(PhysOrg.com) -- The combination of stress and obesity may significantly influence the development of type 2 diabetes among African-American women, with stress having a potentially greater role, according to researchers from Duke University Medical Center.
"These are interesting findings because much attention has been given to the role of obesity in the development of type 2 diabetes, but stress may be as important in this at-risk population," says Anastasia Georgiades, Ph.D., study co-author, who will present the findings today at the American Psychosomatic Society annual scientific meeting.
The study adds to a growing body of research connecting belly fat with type 2 diabetes, as well as other studies linking stress and high blood sugar.
"We observed a surprising connection between women with a higher percentage of belly fat and increased biological response to stress among African-American women, a patient population disproportionately affected by type 2 diabetes," says Richard Surwit, Ph.D., study co-author and chief of Duke's division of medical psychology. "While belly fat alone has been associated with elevated glucose, stress hormones appear to be contributing more significantly than previously thought."

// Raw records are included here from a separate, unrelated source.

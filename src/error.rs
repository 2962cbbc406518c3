//! Error types for the energy cost tracker

use crate::types::{MeterValue, ResourceKind};
use thiserror::Error;

/// Errors surfaced by the upstream metering API
#[derive(Debug, Error)]
pub enum ApiError {
    /// The credential exchange was rejected outright
    #[error("invalid credentials: check the account email and password")]
    InvalidCredentials,

    /// No upstream resource of this kind is linked to the account
    #[error("no {0} resource is linked to this account: check the meter linkage on the supplier portal")]
    NotFound(ResourceKind),

    /// A previously issued token was rejected mid-request
    #[error("token rejected by the upstream API")]
    AuthRejected,

    /// Network request failed
    #[error("network error: {0}")]
    Network(#[from] reqwest::Error),

    /// Response did not match the expected shape
    #[error("invalid response: {0}")]
    InvalidResponse(String),

    /// Upstream API error
    #[error("upstream API error: {0}")]
    Api(String),
}

impl ApiError {
    /// True for failures worth retrying within the cycle's retry bound.
    ///
    /// `InvalidCredentials` and `NotFound` are user-actionable and never
    /// retried; `AuthRejected` is handled separately via one forced
    /// re-authentication.
    pub fn is_transient(&self) -> bool {
        matches!(
            self,
            Self::Network(_) | Self::InvalidResponse(_) | Self::Api(_)
        )
    }
}

/// Errors from the pure tariff arithmetic
#[derive(Debug, Error, Clone, PartialEq, Eq)]
pub enum TariffError {
    /// A negative quantity was supplied where only non-negative ones are valid
    #[error("negative {quantity} is not a valid tariff input")]
    Negative { quantity: &'static str },
}

/// Errors when reading a published value
#[derive(Debug, Error, Clone)]
pub enum ValueError {
    /// The value was never published, or is currently marked unavailable
    #[error("value {name} is not available")]
    NotAvailable { name: &'static str },
}

impl ValueError {
    /// Creates a NotAvailable error
    pub fn not_available(value: MeterValue) -> Self {
        Self::NotAvailable { name: value.name() }
    }
}
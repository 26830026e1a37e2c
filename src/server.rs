use std::{net::SocketAddr, str::FromStr};

use axum::{Extension, Router, routing::get};

use crate::{Res, api, api::CallbackState};

pub fn router(state: CallbackState) -> Router {
    Router::new()
        .route("/health", get(api::health))
        .route("/callback", get(api::callback).layer(Extension(state)))
}

/// Serves the redirect target on `addr` until the process ends.
pub async fn start_api_server(addr: &str, state: CallbackState) -> Res<()> {
    let addr = SocketAddr::from_str(addr)
        .map_err(|e| format!("Failed to parse server address {addr}: {e}"))?;

    let listener = tokio::net::TcpListener::bind(&addr).await?;
    tracing::debug!(%addr, "callback server listening");
    axum::serve(listener, router(state)).await?;
    Ok(())
}
use tabled::Table;

use crate::{
    spotify::normalize::normalize_search_results,
    types::{PlayingType, SearchTableRow},
    warning,
};

use super::{context, fail, spinner};

pub async fn search(query: &str, kind: PlayingType) {
    let ctx = context();

    let pb = spinner(&format!("Searching {kind}s..."));
    let response = ctx.client.search(query, kind).await;
    pb.finish_and_clear();

    let response = match response {
        Ok(Some(response)) => response,
        Ok(None) => {
            warning!("Nothing to search for.");
            return;
        }
        Err(e) => fail(e),
    };

    let hits = normalize_search_results(&response, kind);
    if hits.is_empty() {
        warning!("Search for {} returned nothing", query.trim());
        return;
    }

    let rows: Vec<SearchTableRow> = hits
        .into_iter()
        .map(|hit| SearchTableRow {
            name: hit.name,
            artists: hit.artists,
            id: hit.id,
        })
        .collect();
    println!("{}", Table::new(rows));
}
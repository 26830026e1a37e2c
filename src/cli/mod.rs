//! # CLI Module
//!
//! User-facing commands. Each command builds its collaborators from the
//! configuration, runs one operation of the core and reports the outcome
//! with the colored output macros.
//!
//! ## Commands
//!
//! - [`auth`] - Connects the Spotify account (PKCE flow with a local callback server)
//! - [`logout`] - Forgets every stored token
//! - [`log`] - Logs the currently playing (or a recently played) track or album
//! - [`recent`] - Lists recently played tracks
//! - [`search`] - Searches the Spotify catalogue
//!
//! ## Failure Reporting
//!
//! A failing command prints the error and exits with status 1. Errors that
//! a new authorization would fix also suggest running `spotlog auth`.

mod auth;
mod log;
mod prompt;
mod recent;
mod search;

pub use auth::auth;
pub use auth::logout;
pub use log::{log, write_log};
pub use prompt::{Prompt, StdinPrompt};
pub use recent::recent;
pub use search::search;

use std::{sync::Arc, time::Duration};

use indicatif::{ProgressBar, ProgressStyle};

use crate::{
    config::{self, Settings},
    error,
    error::Error,
    management::{FileKeyValueStore, MarkdownNoteStore, TokenStore},
    spotify::{ApiClient, AuthFlow},
};

/// Collaborators shared by the commands.
pub struct Context {
    pub auth: Arc<AuthFlow>,
    pub client: ApiClient,
    pub notes: MarkdownNoteStore,
    pub folder: String,
    pub always_create_track_files: bool,
}

impl Context {
    pub fn from_env() -> Result<Self, Error> {
        let store = TokenStore::new(Arc::new(FileKeyValueStore::default_location()));
        let auth = Arc::new(AuthFlow::new(store, Settings::from_env())?);
        let client = ApiClient::new(Arc::clone(&auth));

        Ok(Self {
            auth,
            client,
            notes: MarkdownNoteStore::new(config::vault_root()),
            folder: config::notes_folder(),
            always_create_track_files: config::always_create_track_files(),
        })
    }
}

fn context() -> Context {
    match Context::from_env() {
        Ok(ctx) => ctx,
        Err(e) => fail(e),
    }
}

/// Reports `err` and ends the command.
fn fail(err: Error) -> ! {
    if err.suggests_reconnect() {
        error!("{}\nRun `spotlog auth` to reconnect your Spotify account.", err);
    }
    error!("{}", err)
}

fn spinner(message: &str) -> ProgressBar {
    let pb = ProgressBar::new_spinner();
    pb.set_message(message.to_string());
    pb.enable_steady_tick(Duration::from_millis(100));
    if let Ok(style) = ProgressStyle::with_template("{spinner:.blue} {msg}") {
        pb.set_style(style.tick_chars("⠋⠙⠹⠸⠼⠴⠦⠧⠇⠏"));
    }
    pb
}
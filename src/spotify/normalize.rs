use async_trait::async_trait;

use crate::{
    error::{Error, Result},
    types::{
        FormattedRecord, MinimalItem, PlaybackState, PlayingItem, PlayingType, RawAlbum, RawTrack,
        PlayHistory, RecentlyPlayedPage, RecordKind, SearchResponse, SimplifiedAlbum, TrackAlbum,
    },
    utils::{format_artists, format_ms, select_image},
};

/// Resolves an album link found in a playback state to the full album.
#[async_trait]
pub trait AlbumSource: Send + Sync {
    async fn fetch_album(&self, href: &str) -> Result<RawAlbum>;
}

/// Item kind reported for tracks played from local files.
pub const LOCAL_TRACK: &str = "local track";

/// Track record for display. A local file gets an empty id; see
/// [`loggable_track`] before writing notes for it.
pub fn normalize_track(track: &RawTrack) -> FormattedRecord {
    FormattedRecord {
        kind: RecordKind::Track,
        id: track.id.clone().unwrap_or_default(),
        name: track.name.clone(),
        artists: format_artists(&track.artists),
        image: select_image(&track.album.images),
        duration: format_ms(track.duration_ms),
        album: Some(track.album.name.clone()),
        album_id: track.album.id.clone(),
        progress: None,
        tracks: Vec::new(),
        release_date: None,
        release_date_precision: None,
    }
}

/// Normalizes an album and its full track listing.
///
/// The album duration is the sum of the raw track durations, formatted once,
/// so per-track rounding never accumulates.
pub fn normalize_album(album: &RawAlbum) -> FormattedRecord {
    let listed_under = TrackAlbum {
        id: Some(album.id.clone()),
        name: album.name.clone(),
        images: album.images.clone(),
        href: album.href.clone(),
    };
    let total_ms: u64 = album.tracks.items.iter().map(|t| t.duration_ms).sum();

    FormattedRecord {
        kind: RecordKind::Album,
        id: album.id.clone(),
        name: album.name.clone(),
        artists: format_artists(&album.artists),
        image: select_image(&album.images),
        duration: format_ms(total_ms),
        album: None,
        album_id: None,
        progress: None,
        tracks: album
            .tracks
            .items
            .iter()
            .map(|t| normalize_track(&t.with_album(listed_under.clone())))
            .collect(),
        release_date: album.release_date.clone(),
        release_date_precision: album.release_date_precision.clone(),
    }
}

/// Turns the current playback state into a record of the requested kind.
///
/// Episodes are rejected before anything else is looked at. For
/// [`PlayingType::Album`] the full album is fetched through `source`.
pub async fn normalize_currently_playing(
    state: &PlaybackState,
    kind: PlayingType,
    source: &dyn AlbumSource,
) -> Result<FormattedRecord> {
    let track = match &state.item {
        Some(PlayingItem::Track(track)) => track,
        Some(other) => return Err(Error::UnsupportedItemKind(other.kind().to_string())),
        None => return Err(Error::NoActiveSession),
    };
    let track = loggable_track(track)?;

    match kind {
        PlayingType::Track => {
            let mut record = normalize_track(track);
            record.progress = Some(format_ms(state.progress_ms.unwrap_or(0)));
            Ok(record)
        }
        PlayingType::Album => {
            let href = track
                .album
                .href
                .as_deref()
                .filter(|h| !h.is_empty())
                .ok_or(Error::MissingAlbumLink)?;
            let album = source.fetch_album(href).await?;
            Ok(normalize_album(&album))
        }
        other => Err(Error::UnsupportedPlaybackState(other.to_string())),
    }
}

/// Rejects tracks without a Spotify id, which cannot back a note.
pub fn loggable_track(track: &RawTrack) -> Result<&RawTrack> {
    match track.catalog_id() {
        Some(_) => Ok(track),
        None => Err(Error::UnsupportedItemKind(LOCAL_TRACK.to_string())),
    }
}

/// The `position`-th (1-based) entry of the recently played list.
pub fn nth_recently_played(page: &RecentlyPlayedPage, position: usize) -> Result<&PlayHistory> {
    position
        .checked_sub(1)
        .and_then(|index| page.items.get(index))
        .ok_or(Error::RecentOutOfRange {
            requested: position,
            available: page.items.len(),
        })
}

/// One record per history entry, most recent first as delivered.
pub fn normalize_recently_played(page: &RecentlyPlayedPage) -> Vec<FormattedRecord> {
    page.items.iter().map(|h| normalize_track(&h.track)).collect()
}

pub fn normalize_simplified_album(album: &SimplifiedAlbum) -> MinimalItem {
    MinimalItem {
        kind: PlayingType::Album.to_string(),
        id: album.id.clone(),
        name: album.name.clone(),
        artists: format_artists(&album.artists),
        image: select_image(&album.images),
        href: album.href.clone(),
    }
}

/// Flattens the section of a search response matching `kind`.
pub fn normalize_search_results(response: &SearchResponse, kind: PlayingType) -> Vec<MinimalItem> {
    match kind {
        PlayingType::Track => response
            .tracks
            .iter()
            .flat_map(|page| page.items.iter())
            .map(|track| {
                let record = normalize_track(track);
                MinimalItem {
                    kind: kind.to_string(),
                    id: record.id,
                    name: record.name,
                    artists: record.artists,
                    image: record.image,
                    href: None,
                }
            })
            .collect(),
        PlayingType::Album => response
            .albums
            .iter()
            .flat_map(|page| page.items.iter())
            .map(normalize_simplified_album)
            .collect(),
        PlayingType::Artist => response
            .artists
            .iter()
            .flat_map(|page| page.items.iter())
            .map(|artist| MinimalItem {
                kind: kind.to_string(),
                id: artist.id.clone(),
                name: artist.name.clone(),
                artists: artist.name.clone(),
                image: select_image(&artist.images),
                href: artist.href.clone(),
            })
            .collect(),
        PlayingType::Playlist => response
            .playlists
            .iter()
            .flat_map(|page| page.items.iter().flatten())
            .map(|playlist| MinimalItem {
                kind: kind.to_string(),
                id: playlist.id.clone(),
                name: playlist.name.clone(),
                artists: playlist
                    .owner
                    .as_ref()
                    .and_then(|o| o.display_name.clone())
                    .unwrap_or_default(),
                image: playlist.images.as_deref().and_then(select_image),
                href: playlist.href.clone(),
            })
            .collect(),
    }
}
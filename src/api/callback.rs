use std::sync::Arc;

use axum::{Extension, extract::Query, response::Html};
use tokio::sync::Mutex;

use crate::{spotify::AuthFlow, types::CallbackParams, warning};

/// Result of the redirect, `Err` carrying a printable reason.
pub type AuthOutcome = Result<(), String>;

/// Shared between the callback route and the command waiting for it.
#[derive(Clone)]
pub struct CallbackState {
    pub auth: Arc<AuthFlow>,
    pub outcome: Arc<Mutex<Option<AuthOutcome>>>,
}

impl CallbackState {
    pub fn new(auth: Arc<AuthFlow>) -> Self {
        Self {
            auth,
            outcome: Arc::new(Mutex::new(None)),
        }
    }
}

pub async fn callback(
    Query(params): Query<CallbackParams>,
    Extension(state): Extension<CallbackState>,
) -> Html<&'static str> {
    let (page, outcome) = match state.auth.handle_auth(&params).await {
        Ok(_) => (
            Html("<h2>Authentication successful.</h2><p>Close this browser window.</p>"),
            Ok(()),
        ),
        Err(e) => {
            warning!("Authorization failed: {}", e);
            (Html("<h4>Login failed.</h4>"), Err(e.to_string()))
        }
    };

    // a replayed redirect must not mask an earlier success
    let mut lock = state.outcome.lock().await;
    if !matches!(*lock, Some(Ok(()))) {
        *lock = Some(outcome);
    }
    page
}
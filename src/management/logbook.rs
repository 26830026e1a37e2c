use chrono::NaiveDateTime;

use crate::{
    error::Result,
    management::{ALBUM_KEY, NoteStore},
    spotify::links::{TrackToken, resolve_tracklist},
    types::{FormattedRecord, Frontmatter, RecordKind},
    utils,
};

const LOG_HEADING: &str = "## Log\n";
const LOGGED_KEY: &str = "logged";

/// Writes listening entries into track and album notes.
pub struct Logbook<'a> {
    notes: &'a dyn NoteStore,
    folder: String,
    always_create_track_files: bool,
}

impl<'a> Logbook<'a> {
    pub fn new(notes: &'a dyn NoteStore, folder: &str, always_create_track_files: bool) -> Self {
        Self {
            notes,
            folder: folder.to_string(),
            always_create_track_files,
        }
    }

    /// Creates the track note or appends a dated entry to it.
    pub async fn log_track(
        &self,
        track: &FormattedRecord,
        thoughts: &str,
        logged_at: NaiveDateTime,
    ) -> Result<()> {
        let existing = self.notes.read_note(&self.folder, &track.id).await?;
        let (mut frontmatter, previous) = match existing {
            Some(note) => (note.frontmatter, note.content),
            None => (Frontmatter::new(), String::new()),
        };

        describe_track(&mut frontmatter, track);
        let stamp = stamp(logged_at);
        frontmatter.push_unique(LOGGED_KEY, &stamp);

        let content = format!("{previous}{}", entry(&stamp, track.progress.as_deref(), thoughts));
        self.notes
            .write_note(&self.folder, &track.id, &content, &frontmatter)
            .await
    }

    /// Writes the album note with its resolved tracklist and a dated entry.
    ///
    /// Tracks linked without an existing note get a fresh note pointing
    /// back at the album. Returns the tracklist tokens in album order.
    pub async fn log_album(
        &self,
        album: &FormattedRecord,
        thoughts: &str,
        logged_at: NaiveDateTime,
    ) -> Result<Vec<TrackToken>> {
        let tokens = resolve_tracklist(
            self.notes,
            &self.folder,
            &album.tracks,
            album,
            self.always_create_track_files,
        )
        .await?;

        for (token, track) in tokens.iter().zip(&album.tracks) {
            if matches!(token, TrackToken::Link { .. })
                && !self.notes.note_exists(&self.folder, &track.id).await?
            {
                let mut frontmatter = Frontmatter::new();
                describe_track(&mut frontmatter, track);
                self.notes
                    .write_note(&self.folder, &track.id, "", &frontmatter)
                    .await?;
            }
        }

        let existing = self.notes.read_note(&self.folder, &album.id).await?;
        let (mut frontmatter, previous_log) = match existing {
            Some(note) => {
                let log = match note.content.split_once(LOG_HEADING) {
                    Some((_, log)) => log.to_string(),
                    None => note.content,
                };
                (note.frontmatter, log)
            }
            None => (Frontmatter::new(), String::new()),
        };

        frontmatter
            .set_text("type", RecordKind::Album.to_string())
            .set_text("id", album.id.as_str())
            .set_text("name", album.name.as_str())
            .set_text("artists", album.artists.as_str())
            .set_text("duration", album.duration.as_str());
        if let Some(release_date) = &album.release_date {
            frontmatter.set_text("release_date", release_date.as_str());
        }
        if let Some(image) = &album.image {
            frontmatter.set_text("image", image.url.as_str());
        }
        let stamp = stamp(logged_at);
        frontmatter.push_unique(LOGGED_KEY, &stamp);

        let mut content = String::from("## Tracklist\n");
        for (position, token) in tokens.iter().enumerate() {
            content.push_str(&format!("{}. {}\n", position + 1, token));
        }
        content.push('\n');
        content.push_str(LOG_HEADING);
        content.push_str(&previous_log);
        content.push_str(&entry(&stamp, None, thoughts));

        self.notes
            .write_note(&self.folder, &album.id, &content, &frontmatter)
            .await?;
        Ok(tokens)
    }
}

fn describe_track(frontmatter: &mut Frontmatter, track: &FormattedRecord) {
    frontmatter
        .set_text("type", RecordKind::Track.to_string())
        .set_text("id", track.id.as_str())
        .set_text("name", track.name.as_str())
        .set_text("artists", track.artists.as_str())
        .set_text("duration", track.duration.as_str());
    if let Some(image) = &track.image {
        frontmatter.set_text("image", image.url.as_str());
    }
    if let (Some(album_id), Some(album)) = (&track.album_id, &track.album) {
        frontmatter.push_unique(ALBUM_KEY, &utils::wikilink(album_id, album));
    }
}

fn stamp(logged_at: NaiveDateTime) -> String {
    logged_at.format("%Y-%m-%d %H:%M").to_string()
}

fn entry(stamp: &str, progress: Option<&str>, thoughts: &str) -> String {
    let heading = match progress {
        Some(progress) => format!("### {stamp} (at {progress})"),
        None => format!("### {stamp}"),
    };
    format!("{heading}\n{}\n\n", thoughts.trim())
}
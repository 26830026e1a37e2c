use std::{
    collections::{BTreeMap, HashMap},
    path::PathBuf,
    sync::Mutex,
};

use async_trait::async_trait;

use crate::config;

/// String key-value persistence used for the PKCE verifier and tokens.
#[async_trait]
pub trait KeyValueStore: Send + Sync {
    async fn get(&self, key: &str) -> Result<Option<String>, String>;
    async fn set(&self, key: &str, value: &str) -> Result<(), String>;
    async fn remove(&self, key: &str) -> Result<(), String>;
}

/// Keeps values in a JSON object file, rewritten on every change.
pub struct FileKeyValueStore {
    path: PathBuf,
    lock: tokio::sync::Mutex<()>,
}

impl FileKeyValueStore {
    pub fn new(path: PathBuf) -> Self {
        Self {
            path,
            lock: tokio::sync::Mutex::new(()),
        }
    }

    /// Store at `<data dir>/spotlog/cache/session.json`.
    pub fn default_location() -> Self {
        let mut path = config::data_dir();
        path.push("cache/session.json");
        Self::new(path)
    }

    async fn read_all(&self) -> Result<BTreeMap<String, String>, String> {
        match async_fs::read_to_string(&self.path).await {
            Ok(content) if content.trim().is_empty() => Ok(BTreeMap::new()),
            Ok(content) => serde_json::from_str(&content).map_err(|e| e.to_string()),
            Err(e) if e.kind() == std::io::ErrorKind::NotFound => Ok(BTreeMap::new()),
            Err(e) => Err(e.to_string()),
        }
    }

    async fn write_all(&self, values: &BTreeMap<String, String>) -> Result<(), String> {
        if let Some(parent) = self.path.parent() {
            async_fs::create_dir_all(parent)
                .await
                .map_err(|e| e.to_string())?;
        }

        let json = serde_json::to_string_pretty(values).map_err(|e| e.to_string())?;
        async_fs::write(&self.path, json)
            .await
            .map_err(|e| e.to_string())
    }
}

#[async_trait]
impl KeyValueStore for FileKeyValueStore {
    async fn get(&self, key: &str) -> Result<Option<String>, String> {
        let _guard = self.lock.lock().await;
        Ok(self.read_all().await?.remove(key))
    }

    async fn set(&self, key: &str, value: &str) -> Result<(), String> {
        let _guard = self.lock.lock().await;
        let mut values = self.read_all().await?;
        values.insert(key.to_string(), value.to_string());
        self.write_all(&values).await
    }

    async fn remove(&self, key: &str) -> Result<(), String> {
        let _guard = self.lock.lock().await;
        let mut values = self.read_all().await?;
        if values.remove(key).is_some() {
            self.write_all(&values).await?;
        }
        Ok(())
    }
}

/// In-process store; nothing survives the process.
#[derive(Default)]
pub struct MemoryKeyValueStore {
    values: Mutex<HashMap<String, String>>,
}

impl MemoryKeyValueStore {
    pub fn new() -> Self {
        Self::default()
    }
}

#[async_trait]
impl KeyValueStore for MemoryKeyValueStore {
    async fn get(&self, key: &str) -> Result<Option<String>, String> {
        let values = self.values.lock().map_err(|e| e.to_string())?;
        Ok(values.get(key).cloned())
    }

    async fn set(&self, key: &str, value: &str) -> Result<(), String> {
        let mut values = self.values.lock().map_err(|e| e.to_string())?;
        values.insert(key.to_string(), value.to_string());
        Ok(())
    }

    async fn remove(&self, key: &str) -> Result<(), String> {
        let mut values = self.values.lock().map_err(|e| e.to_string())?;
        values.remove(key);
        Ok(())
    }
}
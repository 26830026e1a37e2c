use base64::{Engine, engine::general_purpose::URL_SAFE_NO_PAD};
use rand::{Rng, distr::Alphanumeric};
use sha2::{Digest, Sha256};

use crate::types::{Image, PkceChallenge, RawArtist};

/// Length of a PKCE code verifier.
pub const CODE_VERIFIER_LEN: usize = 64;

/// Generates a random PKCE code verifier of [`CODE_VERIFIER_LEN`] ASCII
/// letters and digits. These are all unreserved URL characters, so the
/// verifier never needs escaping.
pub fn generate_code_verifier() -> String {
    generate_random_string(CODE_VERIFIER_LEN)
}

pub fn generate_random_string(len: usize) -> String {
    rand::rng()
        .sample_iter(&Alphanumeric)
        .take(len)
        .map(char::from)
        .collect()
}

pub fn sha256(input: &str) -> [u8; 32] {
    Sha256::digest(input.as_bytes()).into()
}

/// base64url without padding: never contains `+`, `/` or `=`.
pub fn base64url_encode(bytes: &[u8]) -> String {
    URL_SAFE_NO_PAD.encode(bytes)
}

/// `base64url(SHA-256(verifier))`, the S256 challenge.
pub fn generate_code_challenge(verifier: &str) -> String {
    base64url_encode(&sha256(verifier))
}

/// Fresh verifier and its matching challenge for one authorization attempt.
pub fn generate_pkce_challenge() -> PkceChallenge {
    let code_verifier = generate_code_verifier();
    let code_challenge = generate_code_challenge(&code_verifier);
    PkceChallenge {
        code_verifier,
        code_challenge,
    }
}

/// Renders milliseconds as zero-padded `mm:ss`, e.g. `200000` → `03:20`.
///
/// Seconds are truncated. Minutes are not wrapped into hours, so an album
/// longer than 99 minutes renders as `104:05`.
pub fn format_ms(ms: u64) -> String {
    let total_seconds = ms / 1000;
    format!("{:02}:{:02}", total_seconds / 60, total_seconds % 60)
}

/// Joins artist names into one human readable string: `"A, B, C"`.
pub fn format_artists(artists: &[RawArtist]) -> String {
    artists
        .iter()
        .map(|artist| artist.name.as_str())
        .collect::<Vec<_>>()
        .join(", ")
}

/// Picks the image shown for a track or album: the last element of the list.
///
/// Spotify documents image lists as widest first, so the last entry is the
/// smallest. The rule relies on that ordering rather than the reported
/// dimensions, which are sometimes null.
pub fn select_image(images: &[Image]) -> Option<Image> {
    images.last().cloned()
}

/// Obsidian link to the note named after `id`, shown as `name`.
pub fn wikilink(id: &str, name: &str) -> String {
    format!("[[{id}|{name}]]")
}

According to the American Diabetes Association, nearly four million African-Americans have type 2 diabetes, including one in four African-American women over 55 years of age.
The new study included 62 healthy, non-diabetic African-American women who underwent a dual energy X-ray absorptiometry (DEXA) scan to determine their amount of belly fat. Each woman participated in an emotional stress test while researchers measured how their body responded. As the women recalled stressful life events, the researchers measured their blood sugar and epinephrine levels. Epinephrine is the "fight or flight" hormone released in reaction to stress.
Researchers said that the group of women with high epinephrine levels (³ 25pg/ml) during the stress protocol and with more belly fat (³ 33 percent of total body fat) had significantly higher fasting glucose scores than the other groups. Women with high epinephrine levels and more belly fat had fasting blood glucose scores near 100 mg/dl compared to around 85 mg/dl for women with lower epinephrine levels and less belly fat. Doctors consider 100 mg/dl within the low range of pre-diabetes and 125 mg/dl as the benchmark for type 2 diabetes.
Georgiades says that women with high epinephrine levels and more belly fat also had more dramatic increases in blood sugar levels during the stress tests. "While we don't fully understand the nature of the association, women with abdominal obesity may be more vulnerable to the impact of stress - causing their body to increase blood sugar production and elevating their risk for diabetes," she adds.
The researchers noted that further research is needed to explore how epinephrine production affects blood-sugar levels among African-American women.
In addition, they say this work may provide new research avenues for type 2 diabetes prevention efforts. "Pharmacologic or behavioral interventions aimed at reducing epinephrine or the response to it, such as beta blockers, may play a role in preventing the development of diabetes in this group," says Surwit.
The research was supported by a grant from the National Heart, Lung and Blood Institute.